(Extracted data entries)

= = = = =

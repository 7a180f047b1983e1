//! Title case detection and protection
//!
//! BibTeX styles re-case titles, so words that must keep their
//! capitalization (proper nouns, acronyms) are wrapped in braces. Whether
//! wrapping is wanted depends on whether the provider returned the title
//! in sentence case or already in title case; `detect_title_case` decides
//! that with a majority heuristic.

use lazy_static::lazy_static;
use regex::Regex;

/// Protection mode for titles.
#[derive(Debug, Clone, Copy, PartialEq, Eq, Default)]
pub enum ProtectMode {
    /// Protect iff the title is not detected as already title-cased.
    #[default]
    Auto,
    /// Assume sentence case; protect every capitalized word.
    Always,
    /// Leave the title as returned, protecting only known proper nouns.
    Never,
}

/// Words that must never be re-cased by a downstream style, protected in
/// every mode.
const PROTECTED_WORDS: &[&str] = &[
    "Schrödinger",
    "Hamiltonian",
    "Lindblad",
    "Bloch",
    "Rydberg",
    "Markovian",
    "Gaussian",
];

/// Words commonly left lowercase in title case; they carry no evidence
/// either way.
const FUNCTION_WORDS: &[&str] = &[
    "a", "an", "the", "and", "but", "or", "nor", "for", "yet", "so", "as", "at", "by", "in",
    "of", "on", "to", "up", "via", "with", "from", "into", "onto", "over", "under",
];

lazy_static! {
    /// A word carrying a capital letter. Match context supplies the
    /// "not at string start, not already braced" conditions the regex
    /// engine cannot express without lookaround.
    static ref RX_CAPITAL_WORD: Regex = Regex::new(r"\w*[A-Z]\w+").unwrap();

    static ref RX_PROTECTED: Vec<Regex> = PROTECTED_WORDS
        .iter()
        .map(|word| Regex::new(&format!(r"\b{}\b", regex::escape(word))).unwrap())
        .collect();
}

/// Decide whether a title is already in title case.
///
/// Skips the first word, short words (three letters or fewer), function
/// words, and known protected words; the rest vote title-cased (first
/// letter upper, rest lower) vs other-cased. Title case wins only on a
/// majority with more than two title-cased words, so short titles never
/// trigger a false positive.
pub fn detect_title_case(title: &str) -> bool {
    let mut title_cased = 0usize;
    let mut other_cased = 0usize;
    for word in title.split_whitespace().skip(1) {
        let core = word.trim_matches(|c: char| !c.is_alphanumeric());
        let letters: Vec<char> = core.chars().filter(|c| c.is_alphabetic()).collect();
        if letters.len() <= 3 {
            continue;
        }
        if FUNCTION_WORDS.contains(&core.to_lowercase().as_str()) {
            continue;
        }
        if PROTECTED_WORDS.contains(&core) {
            continue;
        }
        if letters[0].is_uppercase() && letters[1..].iter().all(|c| c.is_lowercase()) {
            title_cased += 1;
        } else {
            other_cased += 1;
        }
    }
    title_cased > other_cased && title_cased > 2
}

/// Protect case-sensitive substrings of a title.
///
/// Embedded newlines become escaped line breaks. In `Always` mode, or in
/// `Auto` mode when the title is judged sentence-case, every word
/// carrying a capital letter is brace-wrapped (leftmost first, skipping
/// the string-initial word and spans already braced). Known proper nouns
/// are wrapped regardless of mode.
pub fn protect(title: &str, mode: ProtectMode) -> String {
    let mut result = title.replace('\n', "\\\\");
    let wrap_capitals = match mode {
        ProtectMode::Always => true,
        ProtectMode::Never => false,
        ProtectMode::Auto => !detect_title_case(&result),
    };
    if wrap_capitals {
        result = brace_matches(&result, &RX_CAPITAL_WORD);
    }
    for rx in RX_PROTECTED.iter() {
        result = brace_matches(&result, rx);
    }
    result
}

/// Wrap every match of `rx` in braces, skipping matches at the start of
/// the string and matches already enclosed in braces.
fn brace_matches(s: &str, rx: &Regex) -> String {
    let mut result = String::with_capacity(s.len() + 16);
    let mut pos = 0;
    for m in rx.find_iter(s) {
        let preceded_by_brace = s[..m.start()].ends_with('{');
        let followed_by_brace = s[m.end()..].starts_with('}');
        result.push_str(&s[pos..m.start()]);
        if m.start() == 0 || preceded_by_brace || followed_by_brace {
            result.push_str(m.as_str());
        } else {
            result.push('{');
            result.push_str(m.as_str());
            result.push('}');
        }
        pos = m.end();
    }
    result.push_str(&s[pos..]);
    result
}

= = = = =

WORK REQUEST - From the records above, copy every line that includes the word "short".

EXERCISE RESULT -
/// Skips the first word, short words (three letters or fewer), function
/// majority with more than two title-cased words, so short titles never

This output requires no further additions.